Heineman’s film begins with the image of  a decimated house, in the demolished city of Homs where  thousands and Colvin died. It is so haunting  that the viewer should be forewarned that it will wrench you from your sleep months after the screening. You will scramble to play catch up. The film asks the viewer to choose… “What side are you on?”  Weeks later you will try to understand the history of how the wars in Chechnya, Kosovo, Sierra Leone, Zimbabwe, Iran Libya  Sri Lanka, East Timor and Syria became part of the same war — the war were the most vulnerable, the noncombatants, are used as cannon fodder over near a century. 

Photojournalist Paul Conroy was injured in the attack that took Marie and Remi. He survived to provide context to his colleagues’ final hours.  Crazy with purpose, Colvin had used  her satellite phone to speak—one last time—the truth of the devastation of the civilian population of  Syria. Six years later, in 2018 a Syrian Forces defectors testimony was unsealed by a USA court. The document presented evidence that the forces of Assad, the president of Syria, locked into the slain  Colvin’s phone transmission to target and kill her.  

It is a visually gritty, granular polluted air Colvin breaths. Visually, A PRIVATE WAR ends with that same decimated ruin in Homs where it begins. So why is a film whose story begins and ends in the same place worth telling in yet another way? It is, after all, a story that has been told in documentary filmmagazine articles and in books elsewhere.  Importantly, much of the script is adapted from an interview by Marie Brenner with Marie in Vanity Fair magazine.  That is-- the perspective of the film derives from the war journalist herself telling the world parts of her own story. Therein lay the value. 

Screenwriter Arash Amel’s work was challenging because it is not from the perspective of an onlooker. We know what  Colvin said —because she said it. But how do you show the vulnerability and sometimes confusion she felt? If the purpose of the film was to leave her feeling, not chronological data, the work has succeeded. Context takes a back seat to the main characters reflection of her times at a given moment. 
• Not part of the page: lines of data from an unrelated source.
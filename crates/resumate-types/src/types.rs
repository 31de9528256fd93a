use std::path::PathBuf;

use crate::result::AnalysisResult;
use crate::role::Role;

pub const VALIDATION_MESSAGE: &str = "Please upload a file and enter requirements.";
pub const FAILURE_MESSAGE: &str = "An error occurred while analyzing the resume.";
pub const BUSY_MESSAGE: &str = "An analysis is already running, please wait.";

#[derive(Debug, Clone)]
pub enum AppEvent {
    /// User picked a file on disk
    SelectFile(PathBuf),
    FileLoaded {
        file_name: String,
        bytes: usize,
    },
    SetRequirements(String),
    SetRole(Role),
    Submit,
    SubmittingChanged(bool),
    ShowResult(AnalysisResult),
    Notify(Notification),
    BackendReady,
    UiEvent(UiEvent),
}

#[derive(Debug, Clone, PartialEq, Eq)]
pub enum UiEvent {
    Close,
}

#[derive(Debug, Clone, Copy, PartialEq, Eq)]
pub enum NotificationKind {
    Validation,
    Failure,
    Info,
}

/// Blocking, alert-style message for the user
#[derive(Debug, Clone, PartialEq, Eq)]
pub struct Notification {
    pub kind: NotificationKind,
    pub message: String,
}

impl Notification {
    pub fn validation() -> Self {
        Self {
            kind: NotificationKind::Validation,
            message: VALIDATION_MESSAGE.to_string(),
        }
    }

    pub fn busy() -> Self {
        Self {
            kind: NotificationKind::Validation,
            message: BUSY_MESSAGE.to_string(),
        }
    }

    /// The one message shown for every network, server or decode failure
    pub fn failure() -> Self {
        Self {
            kind: NotificationKind::Failure,
            message: FAILURE_MESSAGE.to_string(),
        }
    }

    pub fn info(message: impl Into<String>) -> Self {
        Self {
            kind: NotificationKind::Info,
            message: message.into(),
        }
    }
}
use bytes::{BufMut, BytesMut};

use crate::protocol::dump::DumpOptions;
use crate::protocol::{Request, Response};

/// A request and the response that answered it, emitted once per captured exchange.
#[derive(Debug, Clone)]
pub struct Exchange {
    flow_id: u64,
    request: Request,
    response: Response,
}

impl Exchange {
    pub fn new(flow_id: u64, request: Request, response: Response) -> Self {
        Self { flow_id, request, response }
    }

    /// Diagnostic id of the flow that carried this exchange.
    pub fn flow_id(&self) -> u64 {
        self.flow_id
    }

    pub fn request(&self) -> &Request {
        &self.request
    }

    pub fn response(&self) -> &Response {
        &self.response
    }

    pub fn into_parts(self) -> (Request, Response) {
        (self.request, self.response)
    }

    /// One line summary for list views, e.g. `[  3] GET  /index.html`.
    pub fn summary(&self, index: usize) -> String {
        format!("[{index:3}] {:<4} {}", self.request.method().as_str(), self.request.target())
    }

    /// Renders the request followed by the response.
    pub fn write_to(&self, dst: &mut BytesMut, options: &DumpOptions) {
        self.request.write_to(dst, options);
        dst.put_slice(b"\r\n");
        self.response.write_to(dst, options);
    }
}
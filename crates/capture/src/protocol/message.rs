use bytes::Bytes;

/// One item produced by the request or response decoder.
///
/// A decoder first yields `Header(T)` and then a sequence of payload items ending with
/// [`PayloadItem::Eof`]; the next header only follows after that.
#[derive(Debug)]
pub enum Message<T> {
    /// The start line and header block of a message
    Header(T),
    /// A chunk of payload data or the end-of-body marker
    Payload(PayloadItem),
}

/// Represents an item in the HTTP message payload stream.
#[derive(Debug, Clone, PartialEq, Eq)]
pub enum PayloadItem {
    /// A chunk of payload data
    Chunk(Bytes),
    /// Marks the end of the payload stream
    Eof,
}

/// How the body following a header block is framed.
#[derive(Debug, Copy, Clone, PartialEq, Eq)]
pub enum PayloadSize {
    /// Body with a declared Content-Length
    Length(u64),
    /// Body using chunked transfer encoding
    Chunked,
    /// Body delimited by the end of the stream
    UntilClose,
    /// No body at all
    Empty,
}

impl PayloadSize {
    #[inline]
    pub fn is_chunked(&self) -> bool {
        matches!(self, PayloadSize::Chunked)
    }

    /// Returns true if no payload bytes follow the header block.
    #[inline]
    pub fn is_empty(&self) -> bool {
        matches!(self, PayloadSize::Empty | PayloadSize::Length(0))
    }
}

impl<T> Message<T> {
    #[inline]
    pub fn is_header(&self) -> bool {
        matches!(self, Message::Header(_))
    }

    #[inline]
    pub fn is_payload(&self) -> bool {
        matches!(self, Message::Payload(_))
    }
}

impl PayloadItem {
    #[inline]
    pub fn is_eof(&self) -> bool {
        matches!(self, PayloadItem::Eof)
    }

    #[inline]
    pub fn is_chunk(&self) -> bool {
        matches!(self, PayloadItem::Chunk(_))
    }

    /// Returns a reference to the contained bytes if this is a Chunk
    pub fn as_bytes(&self) -> Option<&Bytes> {
        match self {
            PayloadItem::Chunk(bytes) => Some(bytes),
            PayloadItem::Eof => None,
        }
    }
}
“Biopic’ is a misnomer —  A PRIVATE WAR is a memoir. You jump geography and timeframes. Strangers appear without announcement of names or titles — as they do in one’s own memory. If we can’t tell why the scene is there  by Pikes performance — shame on us. The burden of Heineman’s complex film is absolutely carried by the power of Academy Award® nominee Rosamund Pike’s portrayal of Marie Colvin.  Pike channels Kate Hepburn, in a role the silver screen actress never played. The  performance is no less astounding for the uncanny likeness to miles of available film and sound footage of the slain reporter. Heineman allows Pike to express the pain and suffering in Colvin’s aging battered body, in her womanhood rattled love,  and  journalistic commitment to truth.  

But all is not dour. Pike’s Colvin masterfully conveys the physical comedy of facial expression as an irascibility when the character jokes. This heightens the contrast when actor also brings an exquisite  portrayal of a body and mind racked with tragedy. The accuracy of the performance even includes the slight imbalance of gait in the mono-optic, eye patch wearing Colvin—whose distant traumatic brain injury had resulted in a lost dominant eye. By allowing Pike to dive deeply into the body of the woman she portrays, Heineman delivers the character’s inner voice.  You can’t write or tell this stuff in words. 

A PRIVATE WAR is not a film for the faint, or even exhausted of heart. The actor’s task was to flip the character’s insides to the outside. Even laughing, Pike’s  Colvin is always only a tear drop away from being left naked and exposed to the devastations of war, post traumatic stress, and survivor guilt. The audience receives the same, as if from a ricocheting bullet.